2018 Digital Marketing Predictions From: The Trade Desk's Brian Stempeck
Published: January 4, 2018
Author: Kelly Whelan
We’re launching into 2018 with a series that looks ahead to our next 12 months and features insights from our top partners. Today’s expert: The Trade Desk’s Chief Client Officer Brian Stempeck*.
* Please note that all answers are the personal opinions of the interviewee, not of their employer.
What is the most exciting thing that happened to your company in 2017?
I’m most proud of our deal with White Ops, where we filter out fraudulent ads before they hit our platform. Internally, when we talk about marketplace quality we sometimes use the analogy, “If you’re running a market, don’t put outdated milk on the shelves.” But when it comes to fraudulent inventory, our industry – to continue the metaphor – basically tells advertisers, “Oh, you bought bad milk? You can return it!” We don’t think that’s good enough. Consumers don’t want to buy bad milk, and advertisers don’t want fraudulent ads. We want to keep poor quality ad inventory off of our shelves in the first place.
What do brands need to have mastered in 2017 to be ready to compete in 2018?
- I think brands are still thinking about fixed CPMs too much when they buy media. The beauty of programmatic is paying a different price based on what you know about the audience, or the ad inventory. If I can show a consumer an ad on a Connected TV, and I have really good audience data, I should be willing to pay a higher CPM, since as the advertiser, I have a more efficient campaign. Higher CPMs also mean the content owner or network can show fewer ads and make the same amount of money, or more. And the ad is more relevant for the consumer. If we stay in the world of, “Well, I want audience targeting, but a lower CPM than I had before,” it won’t work.
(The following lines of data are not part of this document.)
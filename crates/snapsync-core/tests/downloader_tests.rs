use std::collections::VecDeque;
use std::path::Path;
use std::sync::atomic::{AtomicU32, Ordering};
use std::sync::{Arc, Mutex};

use serde_json::json;
use snapsync_core::api::types::{FileSummary, UploadPayload};
use snapsync_core::downloader::{AssetDownloader, BackoffPolicy, BinaryFetcher, FetchError};
use snapsync_core::storage::Database;

#[derive(Debug, Clone, Copy)]
enum Step {
    Ok,
    Timeout,
    Status(u16),
}

/// Scripted fetcher: pops one step per call, counts calls, writes a small
/// body to disk on success. Clones share the script and the counter.
#[derive(Clone)]
struct ScriptedFetcher {
    script: Arc<Mutex<VecDeque<Step>>>,
    calls: Arc<AtomicU32>,
}

impl ScriptedFetcher {
    fn new(steps: &[Step]) -> Self {
        Self {
            script: Arc::new(Mutex::new(steps.iter().copied().collect())),
            calls: Arc::new(AtomicU32::new(0)),
        }
    }

    fn calls(&self) -> u32 {
        self.calls.load(Ordering::SeqCst)
    }
}

impl BinaryFetcher for ScriptedFetcher {
    fn fetch(&self, _url: &str, dest: &Path) -> Result<(), FetchError> {
        self.calls.fetch_add(1, Ordering::SeqCst);
        let step = self.script.lock().unwrap().pop_front().unwrap_or(Step::Ok);
        match step {
            Step::Ok => {
                std::fs::write(dest, b"binary-data").map_err(|err| FetchError::Io(err.to_string()))?;
                Ok(())
            }
            Step::Timeout => Err(FetchError::Timeout),
            Step::Status(code) => Err(FetchError::Status(code)),
        }
    }
}

/// Fetcher that fails fatally for any URL containing "bad".
#[derive(Clone)]
struct SelectiveFetcher {
    calls: Arc<AtomicU32>,
}

impl BinaryFetcher for SelectiveFetcher {
    fn fetch(&self, url: &str, dest: &Path) -> Result<(), FetchError> {
        self.calls.fetch_add(1, Ordering::SeqCst);
        if url.contains("bad") {
            return Err(FetchError::Status(403));
        }
        std::fs::write(dest, b"binary-data").map_err(|err| FetchError::Io(err.to_string()))?;
        Ok(())
    }
}

fn downloader_with(
    media_root: &Path,
    fetcher: impl BinaryFetcher + 'static,
) -> AssetDownloader {
    AssetDownloader::with_fetcher(media_root, Box::new(fetcher))
        .unwrap()
        .with_backoff(BackoffPolicy::none())
}

fn setup_file_with_upload(db: &Database, upload: serde_json::Value) -> i64 {
    let summary: FileSummary = serde_json::from_value(json!({
        "id": 1001,
        "scan_code": "ABCU1234567",
    }))
    .unwrap();
    let (file_id, _) = db.upsert_file_summary(&summary).unwrap();
    let payload: UploadPayload = serde_json::from_value(upload).unwrap();
    db.upsert_upload(file_id, &payload).unwrap();
    file_id
}

fn upload_json(id: i64) -> serde_json::Value {
    json!({
        "id": id,
        "scan_date_time": "2024-05-01T08:04:30Z",
        "image_url": format!("https://cdn.example.com/snaps/{}.jpg", id),
        "image_thumb": format!("https://cdn.example.com/snaps/{}_thumb.jpg", id),
    })
}

#[test]
fn test_download_binary_exhausts_retries_on_timeouts() {
    let dir = tempfile::tempdir().unwrap();
    let fetcher = ScriptedFetcher::new(&[Step::Timeout, Step::Timeout, Step::Timeout]);
    let downloader = downloader_with(dir.path(), fetcher.clone());

    let ok = downloader.download_binary(
        "https://cdn.example.com/snaps/1.jpg",
        &dir.path().join("images/1.jpg"),
    );
    assert!(!ok);
    assert_eq!(fetcher.calls(), 3);
}

#[test]
fn test_download_binary_stops_on_non_retryable_status() {
    let dir = tempfile::tempdir().unwrap();
    let fetcher = ScriptedFetcher::new(&[Step::Timeout, Step::Status(403)]);
    let downloader = downloader_with(dir.path(), fetcher.clone());

    let ok = downloader.download_binary(
        "https://cdn.example.com/snaps/1.jpg",
        &dir.path().join("images/1.jpg"),
    );
    assert!(!ok);
    // First attempt times out and is retried; the 403 is final.
    assert_eq!(fetcher.calls(), 2);
}

#[test]
fn test_download_binary_retries_gateway_timeout_to_success() {
    let dir = tempfile::tempdir().unwrap();
    let fetcher = ScriptedFetcher::new(&[Step::Status(504), Step::Ok]);
    let downloader = downloader_with(dir.path(), fetcher.clone());

    let dest = dir.path().join("images/1.jpg");
    assert!(downloader.download_binary("https://cdn.example.com/snaps/1.jpg", &dest));
    assert_eq!(fetcher.calls(), 2);
    assert!(dest.exists());
}

#[test]
fn test_download_upload_assets_writes_paths_and_flag() {
    let dir = tempfile::tempdir().unwrap();
    let db = Database::open_in_memory().unwrap();
    let file_id = setup_file_with_upload(&db, upload_json(501));

    let fetcher = ScriptedFetcher::new(&[]);
    let downloader = downloader_with(dir.path(), fetcher.clone());

    let file = db.get_file(file_id).unwrap();
    let uploads = db.uploads_for_file(file_id).unwrap();
    let ok = downloader
        .download_upload_assets(&db, &uploads[0], &file.scan_code, false)
        .unwrap();
    assert!(ok);
    assert_eq!(fetcher.calls(), 2);

    let uploads = db.uploads_for_file(file_id).unwrap();
    assert!(uploads[0].image_downloaded);
    let image_rel = uploads[0].local_image_path.as_deref().unwrap();
    let thumb_rel = uploads[0].local_thumb_path.as_deref().unwrap();
    assert_eq!(image_rel, "images/ABCU1234567_501_20240501_080430.jpg");
    assert_eq!(thumb_rel, "thumbs/ABCU1234567_501_20240501_080430_thumb.jpg");

    // The downloaded flag implies both files exist on disk.
    assert!(dir.path().join(image_rel).exists());
    assert!(dir.path().join(thumb_rel).exists());
}

#[test]
fn test_download_file_images_is_idempotent_noop_after_success() {
    let dir = tempfile::tempdir().unwrap();
    let db = Database::open_in_memory().unwrap();
    let file_id = setup_file_with_upload(&db, upload_json(501));
    let file = db.get_file(file_id).unwrap();

    let fetcher = ScriptedFetcher::new(&[]);
    let downloader = downloader_with(dir.path(), fetcher.clone());

    let (downloaded, failed) = downloader.download_file_images(&db, &file, false).unwrap();
    assert_eq!((downloaded, failed), (1, 0));
    let calls_after_first = fetcher.calls();

    // Everything is already downloaded: zero fetches, zero counts.
    let (downloaded, failed) = downloader.download_file_images(&db, &file, false).unwrap();
    assert_eq!((downloaded, failed), (0, 0));
    assert_eq!(fetcher.calls(), calls_after_first);
}

#[test]
fn test_force_download_refetches_everything() {
    let dir = tempfile::tempdir().unwrap();
    let db = Database::open_in_memory().unwrap();
    let file_id = setup_file_with_upload(&db, upload_json(501));
    let file = db.get_file(file_id).unwrap();

    let fetcher = ScriptedFetcher::new(&[]);
    let downloader = downloader_with(dir.path(), fetcher.clone());

    downloader.download_file_images(&db, &file, false).unwrap();
    let (downloaded, _) = downloader.download_file_images(&db, &file, true).unwrap();
    assert_eq!(downloaded, 1);
    assert_eq!(fetcher.calls(), 4);
}

#[test]
fn test_one_upload_failing_does_not_stop_the_rest() {
    let dir = tempfile::tempdir().unwrap();
    let db = Database::open_in_memory().unwrap();

    let summary: FileSummary = serde_json::from_value(json!({
        "id": 1001,
        "scan_code": "ABCU1234567",
    }))
    .unwrap();
    let (file_id, _) = db.upsert_file_summary(&summary).unwrap();

    let failing: UploadPayload = serde_json::from_value(json!({
        "id": 501,
        "scan_date_time": "2024-05-01T08:04:30Z",
        "image_url": "https://cdn.example.com/bad/501.jpg",
    }))
    .unwrap();
    let healthy: UploadPayload = serde_json::from_value(json!({
        "id": 502,
        "scan_date_time": "2024-05-01T08:10:00Z",
        "image_url": "https://cdn.example.com/snaps/502.jpg",
    }))
    .unwrap();
    db.upsert_upload(file_id, &failing).unwrap();
    db.upsert_upload(file_id, &healthy).unwrap();

    let fetcher = SelectiveFetcher {
        calls: Arc::new(AtomicU32::new(0)),
    };
    let downloader = downloader_with(dir.path(), fetcher);

    let file = db.get_file(file_id).unwrap();
    let (downloaded, failed) = downloader.download_file_images(&db, &file, false).unwrap();
    assert_eq!((downloaded, failed), (1, 1));

    let uploads = db.uploads_for_file(file_id).unwrap();
    let failing_row = uploads.iter().find(|u| u.remote_id == 501).unwrap();
    let healthy_row = uploads.iter().find(|u| u.remote_id == 502).unwrap();
    assert!(!failing_row.image_downloaded);
    assert!(failing_row.local_image_path.is_none());
    assert!(healthy_row.image_downloaded);
}

#[test]
fn test_upload_without_urls_counts_as_downloaded() {
    let dir = tempfile::tempdir().unwrap();
    let db = Database::open_in_memory().unwrap();
    let file_id = setup_file_with_upload(
        &db,
        json!({"id": 501, "scan_date_time": "2024-05-01T08:04:30Z"}),
    );
    let file = db.get_file(file_id).unwrap();

    let fetcher = ScriptedFetcher::new(&[]);
    let downloader = downloader_with(dir.path(), fetcher.clone());

    let (downloaded, failed) = downloader.download_file_images(&db, &file, false).unwrap();
    assert_eq!((downloaded, failed), (1, 0));
    assert_eq!(fetcher.calls(), 0);

    let uploads = db.uploads_for_file(file_id).unwrap();
    assert!(uploads[0].image_downloaded);
    assert!(uploads[0].local_image_path.is_none());
}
- Advertisers need to get more comfortable with big data. We now look at 9 million ads per second globally. We have log-level data on every impression bought. This is hugely valuable information on your customers that we can share with them: “Here are the 72 ads someone saw on three different devices before they bought your product.” That’s hugely insightful. But some of our clients don’t yet have the infrastructure to ingest that scale of data.
What do you see as the major trends in your industry for 2018?
Mobile has been and will continue to be huge for The Trade Desk, and the entire industry. Mobile (In-App, Video, and Web) increased to 40% of total spend on our platform for Q3 2017. Spotify, in-app, and location targeting are all areas of growth. And we are seeing rapid growth in Southeast Asia and other markets where mobile comes first, and everything else is a rounding error.
What should brands focus on this coming year to stay ahead of competition?
Offline attribution. The vast majority of digital campaigns are still based on goals like CTR, CPA, GRP. Why? The metrics used to determine a campaign’s success need to evolve with the measurement capabilities technology now offers. If you can tie your campaign for laundry detergent to actual sales of laundry detergent in-store, that’s the holy grail for a marketer. The technology is there, but marketer habits are still evolving.
If you could invest $50 million in the most promising upcoming technology in your industry (outside of your own company), what would you invest in?
Cross-device measurement and targeting. Consumer behavior is so fragmented across devices. It is REALLY hard to be a marketer today. We are actively investing in this area, with our recent acquisition of cross-device ID company, Adbrain, and our continued investment to license deterministic cross-device data sets. We want to help brands tell stories across devices, and then have the information to understand what channels worked best.
If you could invest $50 million in the most promising upcoming technology in marketing (outside of your own company), what would you invest in?
I’d invest in one of the new content services popping up, like Cheddar. They are reinventing the news for today’s viewers. The barriers to entry for content creation are so low now – I think there will be more companies like this that master Connected TV in the same way that CNN led the creation of the cable news category.
What big change in your product or service will be a game changer in 2018?
In early 2018 we will launch a cross-channel planning tool. Programmatic is getting bigger and becoming less of a single line on the media plan. Also, people are buying on so many different channels on our platform now and they’re thinking more about cross-channel measurement and reach and frequency. Our cross-channel planning tool will help media planners decide where to spend. Because we look at 9 million ads per second across the internet, we can do very advanced analysis of what an advertiser’s current customer base is doing. That way, they can plan out the media buy with deep insights, before they actually spend a penny on media.
What is one ‘reach-for-the-stars’ innovation that you’d like to see in the next 5 years?
I’d like to see the gap between creative content and programmatic capabilities narrow a bit. Creative teams need to be more data-driven and experiment with audiences to discover new ways to engage with consumers. Marketers should dream up fresh, creative campaigns to take advantage of the reach, targeting, and control that programmatic offers. Too often today, the precision of the media execution far outweighs that of the creative.
As Chief Client Officer for The Trade Desk, Brian oversees all of the company’s relationships with brands, agencies and advertisers. Stempeck leads The Trade Desk’s New York City office and specializes in educating agencies about the evolving world of real-time bidding, and helping them develop and manage online marketing strategies for clients.